> _Action item_
Output only the lines from the start of the entries through the line holding "use std::path::PathBuf;". Each line must match the original exactly.

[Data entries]
====================

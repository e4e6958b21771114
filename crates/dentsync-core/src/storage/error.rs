//! Storage errors
//!
//! Failures of the local key-value store. SQLite and I/O failures are sorted
//! into a few kinds the queue can react to: a full disk or a busy database
//! is worth retrying on the next structural change, a corrupt value is
//! skipped, and the rest is reported.

use std::io;
use std::path::PathBuf;

use rusqlite::ErrorCode as SqliteCode;
use thiserror::Error;

#[derive(Error, Debug)]
pub enum StorageError {
    #[error("Failed to create data directory '{path}': {source}")]
    CreateDirectory {
        path: PathBuf,
        #[source]
        source: io::Error,
    },

    /// The database file or its directory is not accessible
    #[error("Permission denied: cannot access '{path}'")]
    PermissionDenied {
        path: PathBuf,
        #[source]
        source: io::Error,
    },

    /// SQLite or the filesystem ran out of space
    #[error("Disk full while writing the local store")]
    DiskFull,

    /// Another connection holds the database lock
    #[error("Local store is busy")]
    Busy,

    /// The database file itself is damaged
    #[error("Local store is corrupted: {0}")]
    CorruptDatabase(String),

    /// A stored value could not be decoded
    #[error("Stored value for '{key}' is corrupted: {details}")]
    CorruptValue { key: String, details: String },

    #[error("Failed to encode value for '{key}': {source}")]
    Encode {
        key: String,
        #[source]
        source: serde_json::Error,
    },

    #[error("Database error: {0}")]
    Database(#[source] rusqlite::Error),

    /// The store's lock was poisoned by a panicking writer
    #[error("Storage lock poisoned")]
    LockPoisoned,
}

impl StorageError {
    /// Classify a filesystem error on `path`
    pub fn from_io(error: io::Error, path: PathBuf) -> Self {
        match error.kind() {
            io::ErrorKind::PermissionDenied => StorageError::PermissionDenied {
                path,
                source: error,
            },
            _ if is_disk_full(&error) => StorageError::DiskFull,
            _ => StorageError::CreateDirectory {
                path,
                source: error,
            },
        }
    }

    /// Whether the same write may succeed later without user action
    pub fn is_recoverable(&self) -> bool {
        matches!(
            self,
            StorageError::DiskFull | StorageError::Busy | StorageError::CorruptValue { .. }
        )
    }

    pub fn recovery_suggestion(&self) -> Option<&'static str> {
        match self {
            StorageError::DiskFull => {
                Some("Free up disk space; pending changes are kept in memory until then.")
            }
            StorageError::Busy => Some("Close other dentsync processes using the same data directory."),
            StorageError::PermissionDenied { .. } => {
                Some("Check permissions on the data directory and the dentsync.db file.")
            }
            StorageError::CorruptDatabase(_) => {
                Some("Move dentsync.db aside; it is recreated empty on next start and the mirrors refill from the server.")
            }
            StorageError::CorruptValue { .. } => {
                Some("The cached value will be ignored. Pending changes stored under this key may need to be re-entered.")
            }
            StorageError::CreateDirectory { .. } => {
                Some("Check that the parent directory exists and you have write permissions.")
            }
            _ => None,
        }
    }
}

impl From<rusqlite::Error> for StorageError {
    fn from(error: rusqlite::Error) -> Self {
        match error.sqlite_error_code() {
            Some(SqliteCode::DiskFull) => StorageError::DiskFull,
            Some(SqliteCode::DatabaseBusy) | Some(SqliteCode::DatabaseLocked) => {
                StorageError::Busy
            }
            Some(SqliteCode::DatabaseCorrupt) | Some(SqliteCode::NotADatabase) => {
                StorageError::CorruptDatabase(error.to_string())
            }
            _ => StorageError::Database(error),
        }
    }
}

fn is_disk_full(error: &io::Error) -> bool {
    let msg = error.to_string().to_lowercase();
    msg.contains("no space left") || msg.contains("quota exceeded")
}

pub type StorageResult<T> = Result<T, StorageError>;

#[cfg(test)]
mod tests {
    use super::*;

    fn sqlite_failure(code: i32) -> rusqlite::Error {
        rusqlite::Error::SqliteFailure(rusqlite::ffi::Error::new(code), None)
    }

    #[test]
    fn test_sqlite_classification() {
        let full = StorageError::from(sqlite_failure(rusqlite::ffi::SQLITE_FULL));
        assert!(matches!(full, StorageError::DiskFull));
        assert!(full.is_recoverable());

        let busy = StorageError::from(sqlite_failure(rusqlite::ffi::SQLITE_BUSY));
        assert!(matches!(busy, StorageError::Busy));
        assert!(busy.recovery_suggestion().is_some());

        let corrupt = StorageError::from(sqlite_failure(rusqlite::ffi::SQLITE_NOTADB));
        assert!(matches!(corrupt, StorageError::CorruptDatabase(_)));
        assert!(!corrupt.is_recoverable());

        let other = StorageError::from(rusqlite::Error::QueryReturnedNoRows);
        assert!(matches!(other, StorageError::Database(_)));
        assert!(other.recovery_suggestion().is_none());
    }

    #[test]
    fn test_io_classification() {
        let denied = io::Error::new(io::ErrorKind::PermissionDenied, "access denied");
        let err = StorageError::from_io(denied, PathBuf::from("/data"));
        assert!(matches!(err, StorageError::PermissionDenied { .. }));
        assert!(!err.is_recoverable());

        let full = io::Error::new(io::ErrorKind::Other, "No space left on device");
        assert!(matches!(
            StorageError::from_io(full, PathBuf::from("/data")),
            StorageError::DiskFull
        ));
    }

    #[test]
    fn test_corrupt_value_display() {
        let err = StorageError::CorruptValue {
            key: "syncQueue".to_string(),
            details: "expected value at line 1".to_string(),
        };

        let msg = err.to_string();
        assert!(msg.contains("syncQueue"));
        assert!(msg.contains("corrupted"));
        assert!(err.recovery_suggestion().is_some());
    }
}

====================

> _Response box_
repository e4e6958b21771114
filename crates/dentsync-core/src/storage/error.rs
//! Storage errors
//!
//! Failures of the local key-value store. SQLite and I/O failures are sorted
//! into a few kinds the queue can react to: a full disk or a busy database
//! is worth retrying on the next structural change, a corrupt value is
//! skipped, and the rest is reported.

use std::io;
use std::path::PathBuf;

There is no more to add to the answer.